Apache POI 1904 date

The Apache POI project has classes for reading, writing and manipulating Microsoft Office documents in both the old binary format and also the new open XML formats. Unfortunately there is no easy way to check whether spreadsheets use 1904 or 1900 based dates. This utility class allows code to access this option.

The 1900/1904 date issue is a small GOTCHA when accessing Excel spreadsheets programmatically (and even in older spreadsheets when simply opening on a different platform). Mac OS used to use 1904 based dates as it was easier to calculate leap years. Excel spreadsheets store dates as floating point numbers interpreted as days and fraction of a day. In early Mac Excel spreadsheets this counted from 1st Jan 1904, whereas Windows spreadsheets used days since 1st Jan 1900.

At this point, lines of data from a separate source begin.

//! Turn and content-block types shared by the loop and the model clients.

use serde::{Deserialize, Serialize};
use serde_json::{Map, Value};

/// Who authored a turn.
#[derive(Debug, Clone, Copy, PartialEq, Eq, Serialize, Deserialize)]
#[serde(rename_all = "lowercase")]
pub enum Role {
    User,
    Assistant,
}

impl Role {
    pub fn as_str(&self) -> &'static str {
        match self {
            Role::User => "user",
            Role::Assistant => "assistant",
        }
    }
}

impl std::fmt::Display for Role {
    fn fmt(&self, f: &mut std::fmt::Formatter<'_>) -> std::fmt::Result {
        f.write_str(self.as_str())
    }
}

/// A typed block inside a turn or a model response.
#[derive(Debug, Clone, PartialEq, Serialize, Deserialize)]
#[serde(tag = "type", rename_all = "snake_case")]
pub enum ContentBlock {
    /// Plain text.
    Text { text: String },
    /// Inline base64 image.
    Image { media_type: String, data: String },
    /// A tool invocation requested by the model.
    ToolUse {
        id: String,
        name: String,
        input: Value,
    },
    /// The outcome of a tool invocation, correlated by `tool_use_id`.
    ToolResult {
        tool_use_id: String,
        content: String,
        #[serde(default, skip_serializing_if = "std::ops::Not::not")]
        is_error: bool,
    },
}

impl ContentBlock {
    /// Create a text block.
    pub fn text(text: impl Into<String>) -> Self {
        ContentBlock::Text { text: text.into() }
    }

    /// Get the text of a text block.
    pub fn as_text(&self) -> Option<&str> {
        match self {
            ContentBlock::Text { text } => Some(text),
            _ => None,
        }
    }

    /// Interpret this block as a tool invocation request, if it is one.
    pub fn as_invocation(&self) -> Option<ToolInvocationRequest> {
        match self {
            ContentBlock::ToolUse { id, name, input } => Some(ToolInvocationRequest {
                invocation_id: id.clone(),
                tool_name: name.clone(),
                arguments: match input {
                    Value::Object(map) => map.clone(),
                    Value::Null => Map::new(),
                    other => {
                        // Non-object input is passed through under a single key so the
                        // capability can still reject it with a readable message.
                        let mut map = Map::new();
                        map.insert("input".to_string(), other.clone());
                        map
                    }
                },
            }),
            _ => None,
        }
    }
}

/// Content of a single turn: plain text or an ordered list of blocks.
#[derive(Debug, Clone, PartialEq, Serialize, Deserialize)]
#[serde(untagged)]
pub enum TurnContent {
    Text(String),
    Blocks(Vec<ContentBlock>),
}

impl TurnContent {
    /// View the content as blocks, wrapping plain text in a single text block.
    pub fn blocks(&self) -> Vec<ContentBlock> {
        match self {
            TurnContent::Text(text) => vec![ContentBlock::text(text.clone())],
            TurnContent::Blocks(blocks) => blocks.clone(),
        }
    }
}

/// One entry in the conversation transcript.
#[derive(Debug, Clone, PartialEq, Serialize, Deserialize)]
pub struct Turn {
    pub role: Role,
    pub content: TurnContent,
}

impl Turn {
    pub fn user_text(text: impl Into<String>) -> Self {
        Self {
            role: Role::User,
            content: TurnContent::Text(text.into()),
        }
    }

    pub fn user_blocks(blocks: Vec<ContentBlock>) -> Self {
        Self {
            role: Role::User,
            content: TurnContent::Blocks(blocks),
        }
    }

    pub fn assistant_blocks(blocks: Vec<ContentBlock>) -> Self {
        Self {
            role: Role::Assistant,
            content: TurnContent::Blocks(blocks),
        }
    }

    /// Tool invocation requests carried by this turn, in emission order.
    pub fn invocations(&self) -> Vec<ToolInvocationRequest> {
        match &self.content {
            TurnContent::Text(_) => Vec::new(),
            TurnContent::Blocks(blocks) => {
                blocks.iter().filter_map(ContentBlock::as_invocation).collect()
            }
        }
    }

    /// Tool outcomes carried by this turn, in order.
    pub fn outcomes(&self) -> Vec<ToolOutcome> {
        match &self.content {
            TurnContent::Text(_) => Vec::new(),
            TurnContent::Blocks(blocks) => blocks
                .iter()
                .filter_map(|b| match b {
                    ContentBlock::ToolResult {
                        tool_use_id,
                        content,
                        is_error,
                    } => Some(ToolOutcome {
                        invocation_id: tool_use_id.clone(),
                        result_text: content.clone(),
                        is_error: *is_error,
                    }),
                    _ => None,
                })
                .collect(),
        }
    }
}

/// A tool invocation requested by the model.
#[derive(Debug, Clone, PartialEq)]
pub struct ToolInvocationRequest {
    pub invocation_id: String,
    pub tool_name: String,
    pub arguments: Map<String, Value>,
}

/// The result of dispatching one invocation request.
#[derive(Debug, Clone, PartialEq)]
pub struct ToolOutcome {
    pub invocation_id: String,
    pub result_text: String,
    pub is_error: bool,
}

impl ToolOutcome {
    pub fn success(invocation_id: impl Into<String>, result_text: impl Into<String>) -> Self {
        Self {
            invocation_id: invocation_id.into(),
            result_text: result_text.into(),
            is_error: false,
        }
    }

    pub fn error(invocation_id: impl Into<String>, message: impl Into<String>) -> Self {
        Self {
            invocation_id: invocation_id.into(),
            result_text: message.into(),
            is_error: true,
        }
    }
}

impl From<ToolOutcome> for ContentBlock {
    fn from(outcome: ToolOutcome) -> Self {
        ContentBlock::ToolResult {
            tool_use_id: outcome.invocation_id,
            content: outcome.result_text,
            is_error: outcome.is_error,
        }
    }
}

#[cfg(test)]
mod tests {
    use super::*;
    use serde_json::json;

    #[test]
    fn test_tool_use_block_wire_shape() {
        let block = ContentBlock::ToolUse {
            id: "toolu_1".to_string(),
            name: "fetch_emails".to_string(),
            input: json!({"start_date": "2025/03/05"}),
        };
        let value = serde_json::to_value(&block).unwrap();
        assert_eq!(value["type"], "tool_use");
        assert_eq!(value["name"], "fetch_emails");
    }

    #[test]
    fn test_tool_result_omits_is_error_when_false() {
        let block: ContentBlock = ToolOutcome::success("toolu_1", "ok").into();
        let value = serde_json::to_value(&block).unwrap();
        assert_eq!(value["type"], "tool_result");
        assert!(value.get("is_error").is_none());

        let block: ContentBlock = ToolOutcome::error("toolu_2", "boom").into();
        let value = serde_json::to_value(&block).unwrap();
        assert_eq!(value["is_error"], true);
    }

    #[test]
    fn test_as_invocation_wraps_non_object_input() {
        let block = ContentBlock::ToolUse {
            id: "a".to_string(),
            name: "t".to_string(),
            input: json!("raw"),
        };
        let request = block.as_invocation().unwrap();
        assert_eq!(request.arguments.get("input"), Some(&json!("raw")));

        let block = ContentBlock::ToolUse {
            id: "b".to_string(),
            name: "t".to_string(),
            input: Value::Null,
        };
        assert!(block.as_invocation().unwrap().arguments.is_empty());
    }

    #[test]
    fn test_turn_invocations_keep_order() {
        let turn = Turn::assistant_blocks(vec![
            ContentBlock::text("Let me look."),
            ContentBlock::ToolUse {
                id: "1".to_string(),
                name: "a".to_string(),
                input: json!({}),
            },
            ContentBlock::ToolUse {
                id: "2".to_string(),
                name: "b".to_string(),
                input: json!({}),
            },
        ]);
        let ids: Vec<_> = turn.invocations().into_iter().map(|r| r.invocation_id).collect();
        assert_eq!(ids, vec!["1", "2"]);
    }
}
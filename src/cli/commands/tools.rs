//! Tools command - list the tools advertised to the model.

use crate::capabilities::default_declarations;
use crate::cli::Output;
use anyhow::Result;

/// Print every built-in tool declaration.
pub fn run_tools() -> Result<()> {
    let declarations = default_declarations();
    Output::header(&format!("{} tool(s) available", declarations.len()));
    for declaration in &declarations {
        Output::tool(declaration);
    }
    println!();
    Ok(())
}
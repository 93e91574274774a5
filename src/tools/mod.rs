//! Tool registry and the uniform capability interface.
//!
//! Every tool is treated the same way by the orchestrator: a declared name,
//! a schema forwarded to the model, and a [`Capability`] that maps named
//! arguments to a JSON value which is coerced to text for the model.

mod dispatch;
mod registry;

pub use dispatch::{dispatch_all, ToolExecution};
pub use registry::{ToolRegistration, ToolRegistry};

use crate::error::{Result, TripsyError};
use async_trait::async_trait;
use serde::de::DeserializeOwned;
use serde::{Deserialize, Serialize};
use serde_json::{Map, Value};
use std::future::Future;

/// Declaration of a tool as advertised to the model.
#[derive(Debug, Clone, PartialEq, Serialize, Deserialize)]
pub struct ToolDeclaration {
    pub name: String,
    pub description: String,
    pub input_schema: Value,
}

impl ToolDeclaration {
    /// Create a new declaration.
    pub fn new(name: impl Into<String>, description: impl Into<String>, input_schema: Value) -> Self {
        Self {
            name: name.into(),
            description: description.into(),
            input_schema,
        }
    }

    /// Check the declaration is usable for registration.
    pub fn validate(&self) -> Result<()> {
        if self.name.trim().is_empty() {
            return Err(TripsyError::InvalidTool("tool declaration has no name".to_string()));
        }
        if !self.input_schema.is_object() {
            return Err(TripsyError::InvalidTool(format!(
                "input schema for '{}' must be a JSON object",
                self.name
            )));
        }
        Ok(())
    }
}

/// Named arguments passed to a capability.
#[derive(Debug, Clone, Default, PartialEq)]
pub struct ToolArguments(Map<String, Value>);

impl ToolArguments {
    pub fn new(map: Map<String, Value>) -> Self {
        Self(map)
    }

    /// Look up a single named argument.
    pub fn get(&self, name: &str) -> Option<&Value> {
        self.0.get(name)
    }

    /// Deserialize the arguments into a typed parameter struct.
    pub fn parse<T: DeserializeOwned>(&self) -> Result<T> {
        serde_json::from_value(Value::Object(self.0.clone()))
            .map_err(|e| TripsyError::InvalidInput(format!("Invalid tool arguments: {}", e)))
    }

    pub fn into_inner(self) -> Map<String, Value> {
        self.0
    }
}

impl From<Map<String, Value>> for ToolArguments {
    fn from(map: Map<String, Value>) -> Self {
        Self(map)
    }
}

/// A locally implemented function the model can call.
#[async_trait]
pub trait Capability: Send + Sync {
    /// Invoke the capability with the model's arguments.
    async fn invoke(&self, args: ToolArguments) -> Result<Value>;
}

/// A capability backed by an async closure.
pub struct FnCapability<F> {
    handler: F,
}

impl<F> FnCapability<F> {
    pub fn new<Fut, O>(handler: F) -> Self
    where
        F: Fn(ToolArguments) -> Fut + Send + Sync,
        Fut: Future<Output = Result<O>> + Send + 'static,
        O: Into<Value> + Send + 'static,
    {
        Self { handler }
    }
}

impl<F> std::fmt::Debug for FnCapability<F> {
    fn fmt(&self, f: &mut std::fmt::Formatter<'_>) -> std::fmt::Result {
        f.debug_struct("FnCapability").finish_non_exhaustive()
    }
}

#[async_trait]
impl<F, Fut, O> Capability for FnCapability<F>
where
    F: Fn(ToolArguments) -> Fut + Send + Sync,
    Fut: Future<Output = Result<O>> + Send + 'static,
    O: Into<Value> + Send + 'static,
{
    async fn invoke(&self, args: ToolArguments) -> Result<Value> {
        (self.handler)(args).await.map(Into::into)
    }
}
//! Built-in travel capabilities exposed to the model.

pub mod email;
pub mod keyframes;
pub mod media;

pub use email::{build_query, filter_by_keywords, Email, EmailCapability, EmailQuery, GmailClient};
pub use keyframes::{extract_keyframes, frame_timestamps, probe_video, VideoProbe};
pub use media::{
    image_block, is_image, media_type_for, ImageLocationCapability, VideoLocationCapability,
};

use crate::config::Settings;
use crate::error::Result;
use crate::model::ModelClient;
use crate::tools::{ToolDeclaration, ToolRegistry};
use std::sync::Arc;

/// Declarations of every built-in capability.
pub fn default_declarations() -> Vec<ToolDeclaration> {
    vec![
        email::declaration(),
        media::image_declaration(),
        media::video_declaration(),
    ]
}

/// Register `fetch_emails`, `get_image_location` and `get_video_location`.
///
/// The media capabilities reuse `client` for their own analysis calls.
pub fn register_default_tools(
    registry: &mut ToolRegistry,
    settings: &Settings,
    client: Arc<dyn ModelClient>,
) -> Result<()> {
    registry.register(email::declaration(), EmailCapability::new(settings.mail.clone()))?;
    registry.register(
        media::image_declaration(),
        ImageLocationCapability::new(Arc::clone(&client), settings.media.clone()),
    )?;
    registry.register(
        media::video_declaration(),
        VideoLocationCapability::new(client, settings.media.clone(), settings.temp_dir()),
    )?;
    Ok(())
}

#[cfg(test)]
mod tests {
    use super::*;
    use crate::model::ScriptedClient;

    #[test]
    fn test_default_declarations_are_valid() {
        let declarations = default_declarations();
        let names: Vec<_> = declarations.iter().map(|d| d.name.as_str()).collect();
        assert_eq!(names, vec!["fetch_emails", "get_image_location", "get_video_location"]);
        for declaration in &declarations {
            declaration.validate().unwrap();
        }
    }

    #[test]
    fn test_register_default_tools() {
        let mut registry = ToolRegistry::new();
        let client = Arc::new(ScriptedClient::new(Vec::new()));
        register_default_tools(&mut registry, &Settings::default(), client).unwrap();

        assert_eq!(registry.len(), 3);
        assert!(registry.contains("fetch_emails"));
        assert_eq!(registry.declarations(), default_declarations().as_slice());
    }
}
//! Doctor command - verify system requirements and configuration.

use crate::cli::Output;
use crate::config::Settings;
use console::style;
use std::path::{Path, PathBuf};
use std::process::Command;

/// Check result for a single item.
#[derive(Debug)]
pub struct CheckResult {
    pub name: String,
    pub status: CheckStatus,
    pub message: String,
    pub hint: Option<String>,
}

#[derive(Debug, PartialEq)]
pub enum CheckStatus {
    Ok,
    Warning,
    Error,
}

impl CheckResult {
    fn ok(name: &str, message: &str) -> Self {
        Self {
            name: name.to_string(),
            status: CheckStatus::Ok,
            message: message.to_string(),
            hint: None,
        }
    }

    fn warning(name: &str, message: &str, hint: &str) -> Self {
        Self {
            name: name.to_string(),
            status: CheckStatus::Warning,
            message: message.to_string(),
            hint: Some(hint.to_string()),
        }
    }

    fn error(name: &str, message: &str, hint: &str) -> Self {
        Self {
            name: name.to_string(),
            status: CheckStatus::Error,
            message: message.to_string(),
            hint: Some(hint.to_string()),
        }
    }

    fn print(&self) {
        let icon = match self.status {
            CheckStatus::Ok => style("✓").green(),
            CheckStatus::Warning => style("!").yellow(),
            CheckStatus::Error => style("✗").red(),
        };

        println!("  {} {} - {}", icon, style(&self.name).bold(), self.message);

        if let Some(hint) = &self.hint {
            println!("    {} {}", style("→").dim(), style(hint).dim());
        }
    }
}

/// Run all diagnostic checks.
pub fn run_doctor(settings: &Settings, config_path: Option<PathBuf>) -> anyhow::Result<()> {
    Output::header("Tripsy Doctor");
    println!();
    println!("Checking system requirements and configuration...\n");

    let mut checks = Vec::new();

    // Video analysis needs ffmpeg and ffprobe
    println!("{}", style("External Tools").bold());
    checks.push(check_tool("ffmpeg", &settings.media.ffmpeg_path, install_hint_ffmpeg()));
    checks.push(check_tool("ffprobe", &settings.media.ffprobe_path, install_hint_ffmpeg()));
    for check in &checks {
        check.print();
    }

    println!();

    println!("{}", style("API Configuration").bold());
    Output::kv("Provider", &settings.model.provider.to_string());
    Output::kv("Model", settings.model.model());
    let api_checks = vec![
        check_api_key(settings.model.api_key_var()),
        check_mail_token(&settings.mail.access_token_env),
    ];
    for check in &api_checks {
        check.print();
    }
    checks.extend(api_checks);

    println!();

    println!("{}", style("Directories").bold());
    let dir_check = check_temp_dir(settings);
    dir_check.print();
    checks.push(dir_check);

    println!();

    println!("{}", style("Configuration").bold());
    let config_path = config_path.unwrap_or_else(Settings::default_config_path);
    let config_check = check_config_file(&config_path);
    config_check.print();
    checks.push(config_check);

    println!();

    // Summary
    let errors = checks.iter().filter(|c| c.status == CheckStatus::Error).count();
    let warnings = checks.iter().filter(|c| c.status == CheckStatus::Warning).count();

    if errors > 0 {
        Output::error(&format!(
            "{} error(s) found. Please fix them before using Tripsy.",
            errors
        ));
        std::process::exit(1);
    } else if warnings > 0 {
        Output::warning(&format!(
            "All checks passed with {} warning(s).",
            warnings
        ));
    } else {
        Output::success("All checks passed! Tripsy is ready to use.");
    }

    Ok(())
}

/// Check if an external tool is available.
fn check_tool(name: &str, program: &str, hint: &str) -> CheckResult {
    match Command::new(program).arg("-version").output() {
        Ok(output) if output.status.success() => {
            let version = String::from_utf8_lossy(&output.stdout)
                .lines()
                .next()
                .unwrap_or("installed")
                .trim()
                .to_string();

            let version_display = if version.chars().count() > 50 {
                format!("{}...", version.chars().take(50).collect::<String>())
            } else {
                version
            };

            CheckResult::ok(name, &version_display)
        }
        Ok(_) => CheckResult::error(name, "installed but not working", hint),
        Err(e) if e.kind() == std::io::ErrorKind::NotFound => {
            CheckResult::error(name, &format!("{} not found", program), hint)
        }
        Err(e) => CheckResult::error(name, &format!("error: {}", e), hint),
    }
}

/// Check that the model provider's API key is configured.
fn check_api_key(var: &str) -> CheckResult {
    match std::env::var(var) {
        Ok(key) if key.trim().is_empty() => CheckResult::error(
            var,
            "empty",
            &format!("Set with: export {}='...'", var),
        ),
        Ok(key) => CheckResult::ok(var, &format!("configured ({})", mask_secret(&key))),
        Err(_) => CheckResult::error(
            var,
            "not set",
            &format!("Set with: export {}='...'", var),
        ),
    }
}

/// Mail search is optional; a missing token only disables that tool.
fn check_mail_token(var: &str) -> CheckResult {
    match std::env::var(var) {
        Ok(token) if !token.trim().is_empty() => {
            CheckResult::ok(var, &format!("configured ({})", mask_secret(&token)))
        }
        _ => CheckResult::warning(
            var,
            "not set, mail search will fail",
            "Export a Gmail OAuth access token with the gmail.readonly scope",
        ),
    }
}

fn mask_secret(secret: &str) -> String {
    let chars: Vec<char> = secret.chars().collect();
    if chars.len() <= 12 {
        return "****".to_string();
    }
    let head: String = chars[..7].iter().collect();
    let tail: String = chars[chars.len() - 4..].iter().collect();
    format!("{}...{}", head, tail)
}

/// Check the directory keyframes are extracted into.
fn check_temp_dir(settings: &Settings) -> CheckResult {
    let dir = settings.temp_dir();
    if dir.is_dir() {
        CheckResult::ok("Temp directory", &format!("{}", dir.display()))
    } else {
        CheckResult::warning(
            "Temp directory",
            &format!("{} (will be created)", dir.display()),
            "Directory will be created on first use",
        )
    }
}

/// Check if config file exists.
fn check_config_file(config_path: &Path) -> CheckResult {
    if config_path.exists() {
        let size = std::fs::metadata(config_path)
            .map(|m| format_size(m.len()))
            .unwrap_or_else(|_| "unknown size".to_string());
        CheckResult::ok(
            "Config file",
            &format!("{} ({})", config_path.display(), size),
        )
    } else {
        CheckResult::warning(
            "Config file",
            "using defaults",
            "Create with: tripsy config init",
        )
    }
}

/// Format file size in human-readable format.
fn format_size(bytes: u64) -> String {
    const KB: u64 = 1024;
    const MB: u64 = KB * 1024;
    const GB: u64 = MB * 1024;

    if bytes >= GB {
        format!("{:.1} GB", bytes as f64 / GB as f64)
    } else if bytes >= MB {
        format!("{:.1} MB", bytes as f64 / MB as f64)
    } else if bytes >= KB {
        format!("{:.1} KB", bytes as f64 / KB as f64)
    } else {
        format!("{} B", bytes)
    }
}

/// Platform-specific install hint for ffmpeg.
fn install_hint_ffmpeg() -> &'static str {
    if cfg!(target_os = "macos") {
        "Install with: brew install ffmpeg"
    } else if cfg!(target_os = "linux") {
        "Install with: sudo apt install ffmpeg (or your package manager)"
    } else {
        "Install from: https://ffmpeg.org/download.html"
    }
}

There are two packages dealing with Excel spreadsheets XSSF for .xlsx (XML format) workbooks and HSSF (horrible spreadsheet format!) for the older binary format, but neither exposes this information in public methods.

Internally in XSSF workbooks there is a isDate1904() method, but this is private. In HSSF there is an internal workbook format InternalWorkbook, which exposes the option. This accessible through a variable workbook in HSSFWorkbook and _book in HSSFCell, however both are protected.

Happily in all cases when you set or request a cell as Java Date object, the setCellValue and getDateCellValue methods do the appropriate conversions.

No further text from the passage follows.